Tendo a Petrobras como epicentro, a operação atuou em quatro frentes: Curitiba, Rio de Janeiro, São Paulo e Brasília. Em sete anos de funcionamento efetivo, de 2014 a 2021, a Lava Jato teve amplitude inédita na história judicial do país, atingindo a cúpula do Legislativo, parlamentares, ex-governadores e ex-presidentes. Ao todo, 553 pessoas foram denunciadas em Curitiba e 887 no Rio. Em Brasília, foram 126 e em São Paulo, 89. Ao contrário da Operação Mãos Limpas, na Itália, de 1992, que serviu de modelo, a Lava Jato teve desdobramento internacional, levando à prisão ex-presidentes do Peru.
Manobras do STF deram o tiro de misericórdia na Lava Jato
Em março de 2019, o STF decidiu que casos da Lava Jato relacionados a caixa 2 de campanha deveriam tramitar na Justiça Eleitoral, não na Justiça Federal. A medida provocou a anulação de série de sentenças que já tinham sido expedidas. Em junho daquele ano, o site The Intercept Brasil divulga diálogos de procuradores e de Moro no aplicativo Telegram. As conversas mostravam proximidade entre juiz e acusação e impulsionaram a reversão de antigas decisões no Judiciário.
A revisão dos acordos de leniência ganhou embalo depois que as partes afetadas pela Lava Jato conseguiram ter acesso aos autos da Operação Spoofing, de 2019, relacionada ao conteúdo hackeado de conversas no Telegram entre integrantes da força-tarefa da Lava Jato, e sugeriram suposto conluio entre procuradores e Moro.
Os acordos de delação premiada, homologados pelo STF durante a Lava Jato, resultaram na recuperação de R$ 2 bilhões aos cofres públicos. O montante foi alcançado por meio do pagamento de multas ou restituição de bens, conforme o gabinete do ministro Edson Fachin, relator da operação na Corte. Ao todo, o Supremo homologou 120 acordos de delação, sendo que o relator original, Teori Zavascki, autorizou 21 antes de morrer num acidente de helicóptero em 2017. Na ocasião, a então presidente do STF, Cármen Lúcia, homologou os 77 acordos de membros da Odebrecht. Posteriormente, Fachin assumiu a relatoria e validou mais 22 acordos.

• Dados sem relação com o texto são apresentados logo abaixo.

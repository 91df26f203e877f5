//! Domain error types

use thiserror::Error;

/// Errors distinguished by the consultation core.
///
/// Propagation policy differs per kind: transport and extraction failures on
/// an agent call are recovered locally into the agent's response envelope,
/// while the same failures on a Synthesis or Verdict judge call are fatal.
#[derive(Error, Debug)]
pub enum ConsultError {
    #[error("Provider call failed: {0}")]
    Transport(String),

    #[error("No valid artifact in model output for round {round}: {detail}")]
    Extraction { round: u8, detail: String },

    #[error("Invalid input: {0}")]
    Validation(String),

    #[error("Consultation denied by cost gate")]
    AdmissionDenied,

    #[error("In-flight cost {actual_usd:.4} USD exceeded {limit_usd:.4} USD")]
    CostExceeded { actual_usd: f64, limit_usd: f64 },

    #[error("Invalid state transition from {from} to {to}")]
    InvalidTransition { from: String, to: String },

    #[error("Persistence failed: {0}")]
    Persistence(String),

    #[error("Consultation cancelled")]
    Cancelled,
}

impl ConsultError {
    /// Check if this error represents a user cancellation
    pub fn is_cancelled(&self) -> bool {
        matches!(self, ConsultError::Cancelled | ConsultError::AdmissionDenied)
    }

    /// Fatal errors force a partial-result write before re-raising.
    /// Denied admission exits cleanly with no side effects.
    pub fn wants_partial_write(&self) -> bool {
        !matches!(
            self,
            ConsultError::AdmissionDenied | ConsultError::Validation(_)
        )
    }
}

Quanto aos acordos de leniência, o ministro André Mendonça autorizou recentemente a renegociação das já encaminhadas. O ministro Dias Toffoli, por sua vez, suspendeu o pagamento de multas de J&F (R$ 10,3 bilhões) e Odebrecht (R$ 3,8 bilhões).
O STF analisou 27 denúncias apresentadas pela Procuradoria-Geral da República (PGR) no âmbito da Lava Jato. Dessas, nove foram aceitas e 18 rejeitadas. Das nove ações penais abertas, oito foram julgadas, resultando em quatro absolvições e três condenações. Um processo segue empatado, enquanto outra ação foi encaminhada para outra instância. Seis inquéritos ainda estão em andamento, sob a relatoria de Fachin.
*Metodologia
A pesquisa Genial/Quaest entrevistou presencialmente 2 mil brasileiros a partir de 16 anos em 120 municípios. A margem de erro é estimada em 2,2 pontos percentuais para mais ou para menos, para um nível de confiança de 95%.